Problem description —
Transcribe only the lines between the first line of the records and the line containing "text and can", inclusive, exactly as written.

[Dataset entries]
#![forbid(unsafe_code)]

//! The host interface the animation loop runs against.
//!
//! The runtime never owns text storage, windows, timers, or input devices.
//! It drives a [`Host`]: whatever supplies viewports full of text and can
//! swap their displayed content. The operations on this trait are the whole
//! contract between the runtime and its host.
//!
//! # Cooperative model
//!
//! Everything is single-threaded: viewport mutation, pacing sleeps, and the
//! idle timer callback are scheduled sequentially by the host's run loop.
//! [`Host::sleep`] is the only suspension point and doubles as the input
//! poll; [`Host::arm_idle_timer`] registers a one-shot timer whose firing
//! the host delivers by calling [`Screensaver::on_idle`].
//!
//! [`Screensaver::on_idle`]: crate::screensaver::Screensaver::on_idle

use std::fmt;
use std::io;
use std::time::Duration;

use glife_core::Region;

/// Opaque handle identifying one viewport for the duration of a tick.
pub type ViewportId = u64;

/// Failures surfaced by a host while the animation loop is driving it.
///
/// Host failures are never swallowed: any error mid-session hard-stops the
/// session, which still restores the captured layout before propagating.
#[derive(Debug)]
pub enum HostError {
    /// I/O failure in the host's display or input plumbing.
    Io(io::Error),
    /// A viewport handle became invalid mid-session.
    InvalidViewport(ViewportId),
    /// Layout capture or restoration failed.
    Layout(String),
}

impl fmt::Display for HostError {
    fn fmt(&self, f: &mut fmt::Formatter<'_>) -> fmt::Result {
        match self {
            Self::Io(err) => write!(f, "host i/o error: {err}"),
            Self::InvalidViewport(id) => write!(f, "viewport {id} is no longer valid"),
            Self::Layout(msg) => write!(f, "layout restore failed: {msg}"),
        }
    }
}

impl std::error::Error for HostError {
    fn source(&self) -> Option<&(dyn std::error::Error + 'static)> {
        match self {
            Self::Io(err) => Some(err),
            _ => None,
        }
    }
}

impl From<io::Error> for HostError {
    fn from(err: io::Error) -> Self {
        Self::Io(err)
    }
}

/// Host-provided environment: viewports, layout snapshots, input, timing.
pub trait Host {
    /// Opaque whole-layout snapshot, captured at session start and restored
    /// at session end.
    type Layout;

    /// Enumerate currently open viewports, in host order.
    ///
    /// The returned snapshot is stable for the tick that requested it; the
    /// runtime visits each id exactly once per tick.
    fn viewports(&mut self) -> Vec<ViewportId>;

    /// Whether the viewport is reserved for fixed content and must be left
    /// untouched by the animation.
    fn is_dedicated(&self, id: ViewportId) -> bool;

    /// Number of visible text rows in the viewport.
    fn visible_height(&self, id: ViewportId) -> usize;

    /// Read exactly the currently visible rows of the viewport.
    fn read_region(&mut self, id: ViewportId) -> Result<Region, HostError>;

    /// Replace the viewport's displayed content and reset its scroll position
    /// to the top of the new region.
    fn write_region(&mut self, id: ViewportId, region: Region) -> Result<(), HostError>;

    /// Capture the whole viewport layout across all frames.
    fn capture_layout(&mut self) -> Result<Self::Layout, HostError>;

    /// Restore a previously captured layout.
    fn restore_layout(&mut self, layout: Self::Layout) -> Result<(), HostError>;

    /// Best-effort restoration of the originally focused frame/viewport.
    ///
    /// Called when [`restore_layout`](Host::restore_layout) itself fails,
    /// before the failure propagates. Must not panic.
    fn restore_focus(&mut self);

    /// Whether user input is waiting to be read.
    fn input_pending(&mut self) -> bool;

    /// Voluntary pacing suspension. May return early when interrupted, e.g.
    /// by arriving input.
    fn sleep(&mut self, duration: Duration);

    /// Arm (or re-arm) the one-shot idle timer. A timer already armed is
    /// replaced.
    fn arm_idle_timer(&mut self, threshold: Duration);

    /// Cancel the idle timer if armed. No effect on an in-flight session.
    fn cancel_idle_timer(&mut self);
}
#![forbid(unsafe_code)]

//! Advancing a single viewport by one generation.

use crate::host::{Host, HostError, ViewportId};

/// Step one viewport's visible content to the next generation.
///
/// Reads the currently visible region, steps it, and writes the result back
/// (the host resets the viewport's scroll to the top of the new region).
/// Dedicated viewports are skipped and left untouched. A zero-height
/// viewport reads as an empty region and steps to an empty region.
///
/// Returns whether the viewport was advanced. Mutates exactly this viewport
/// and no other.
pub fn advance_viewport<H: Host>(host: &mut H, id: ViewportId) -> Result<bool, HostError> {
    if host.is_dedicated(id) {
        tracing::trace!(viewport = id, "skipping dedicated viewport");
        return Ok(false);
    }

    let region = host.read_region(id)?;
    let next = region.step();
    tracing::trace!(
        viewport = id,
        rows_in = region.height(),
        rows_out = next.height(),
        live = next.live_count(),
        "viewport advanced"
    );
    host.write_region(id, next)?;
    Ok(true)
}
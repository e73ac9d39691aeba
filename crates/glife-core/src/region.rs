#![forbid(unsafe_code)]

//! Rectangular regions and whole-region stepping.
//!
//! A [`Region`] is a top-to-bottom sequence of [`Row`]s: one viewport's
//! visible text or a sub-range of a larger body. Stepping a region computes
//! every row's next generation plus one synthetic row below the last line,
//! because births can spill one row down; fully blank trailing rows are then
//! trimmed, mirroring the per-row column trim.

use crate::glyph::GlyphAttrs;
use crate::row::{Row, ScanConfig};
use crate::step::step_row;

/// A rectangular sequence of rows stepped together.
#[derive(Debug, Clone, Default)]
pub struct Region {
    rows: Vec<Row>,
}

impl Region {
    /// Create an empty region.
    pub fn new() -> Self {
        Self { rows: Vec::new() }
    }

    /// Build a region from rows, trimming blank trailing rows.
    pub fn from_rows(rows: impl IntoIterator<Item = Row>) -> Self {
        let mut region = Self {
            rows: rows.into_iter().collect(),
        };
        region.trim();
        region
    }

    /// Scan a block of plain text, one row per line.
    pub fn from_text(text: &str, attrs: GlyphAttrs, config: &ScanConfig) -> Self {
        Self::from_rows(text.lines().map(|line| Row::scan(line, attrs, config)))
    }

    /// Number of rows (blank tail already trimmed).
    #[inline]
    pub fn height(&self) -> usize {
        self.rows.len()
    }

    /// Whether the region holds no live cell.
    #[inline]
    pub fn is_empty(&self) -> bool {
        self.rows.is_empty()
    }

    /// Total live cells across all rows.
    pub fn live_count(&self) -> usize {
        self.rows.iter().map(Row::live_count).sum()
    }

    /// The row at `index`, if within the trimmed height.
    pub fn row(&self, index: usize) -> Option<&Row> {
        self.rows.get(index)
    }

    /// Iterate rows top to bottom.
    pub fn rows(&self) -> impl Iterator<Item = &Row> {
        self.rows.iter()
    }

    /// Drop fully blank trailing rows. Idempotent.
    pub fn trim(&mut self) {
        while self.rows.last().is_some_and(Row::is_blank) {
            self.rows.pop();
        }
    }

    /// Compute the next generation of the whole region.
    ///
    /// The result has between `height()` and `height() + 1` rows before its
    /// own trim: one extra row is always computed below the last line so
    /// bottom-edge births are not lost. A region with no live cells steps to
    /// the empty region.
    pub fn step(&self) -> Self {
        if self.rows.is_empty() {
            return Self::new();
        }

        let boundary = Row::new();
        let mut rows = Vec::with_capacity(self.rows.len() + 1);
        for index in 0..=self.rows.len() {
            let prev = match index {
                0 => &boundary,
                _ => &self.rows[index - 1],
            };
            let curr = self.rows.get(index).unwrap_or(&boundary);
            let next = self.rows.get(index + 1).unwrap_or(&boundary);
            rows.push(step_row(prev, curr, next));
        }
        Self::from_rows(rows)
    }

    /// Render as plain text, one line per row, no trailing blank lines.
    pub fn to_text(&self) -> String {
        let mut out = String::new();
        for (index, row) in self.rows.iter().enumerate() {
            if index > 0 {
                out.push('\n');
            }
            out.push_str(&row.to_text());
        }
        out
    }
}

#[cfg(test)]
mod tests {
    use super::*;
    use std::rc::Rc;

    fn region(text: &str) -> Region {
        Region::from_text(text, GlyphAttrs::empty(), &ScanConfig::default())
    }

    #[test]
    fn empty_region_steps_to_empty() {
        assert!(region("").step().is_empty());
    }

    #[test]
    fn blank_text_trims_to_empty() {
        let r = region("   \n\t\n  ");
        assert!(r.is_empty());
        assert!(r.step().is_empty());
    }

    #[test]
    fn block_is_a_fixed_point() {
        let r = region("##\n##");
        let next = r.step();
        assert_eq!(next.height(), 2);
        for row_idx in 0..2 {
            for col in 0..2 {
                let before = r.row(row_idx).unwrap().get(col).unwrap();
                let after = next.row(row_idx).unwrap().get(col).unwrap();
                assert!(
                    Rc::ptr_eq(before, after),
                    "block cell ({row_idx},{col}) should survive in place"
                );
            }
        }
    }

    #[test]
    fn blinker_oscillates_with_period_two() {
        let horizontal = region("\n###");
        let vertical = horizontal.step();
        assert_eq!(vertical.to_text(), " #\n #\n #");
        let back = vertical.step();
        assert_eq!(back.to_text(), "\n###");
    }

    #[test]
    fn glider_translates_down_right_after_four_steps() {
        let glider = region(" #\n  #\n###");
        let mut current = glider.clone();
        for _ in 0..4 {
            current = current.step();
        }
        // Same shape, shifted one row down and one column right.
        assert_eq!(current.to_text(), "\n  #\n   #\n ###");
    }

    #[test]
    fn bottom_edge_birth_lands_in_the_extra_row() {
        // A horizontal triple on the last row births one cell below it.
        let r = region("###");
        let next = r.step();
        assert_eq!(next.height(), 2);
        assert!(next.row(1).unwrap().get(1).is_some());
    }

    #[test]
    fn growth_is_bounded_to_one_row() {
        for seed in ["###", "##\n##", " #\n  #\n###", "#\n#\n#"] {
            let r = region(seed);
            let next = r.step();
            assert!(
                next.height() <= r.height() + 1,
                "seed {seed:?} grew more than one row"
            );
        }
    }

    #[test]
    fn surviving_tokens_are_reference_identical() {
        let r = region("##\n##");
        let next = r.step();
        let before = r.row(0).unwrap().get(0).unwrap();
        let after = next.row(0).unwrap().get(0).unwrap();
        assert!(Rc::ptr_eq(before, after));
    }

    #[test]
    fn trim_is_idempotent_at_row_granularity() {
        let mut r = Region::from_rows(vec![
            Row::scan("x", GlyphAttrs::empty(), &ScanConfig::default()),
            Row::new(),
            Row::new(),
        ]);
        assert_eq!(r.height(), 1);
        r.trim();
        assert_eq!(r.height(), 1);
    }

    #[test]
    fn to_text_preserves_leading_blank_rows() {
        let r = region("\n##\n##");
        assert_eq!(r.to_text(), "\n##\n##");
    }
}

Output of the exercise —
#![forbid(unsafe_code)]

//! The host interface the animation loop runs against.
//!
//! The runtime never owns text storage, windows, timers, or input devices.
//! It drives a [`Host`]: whatever supplies viewports full of text and can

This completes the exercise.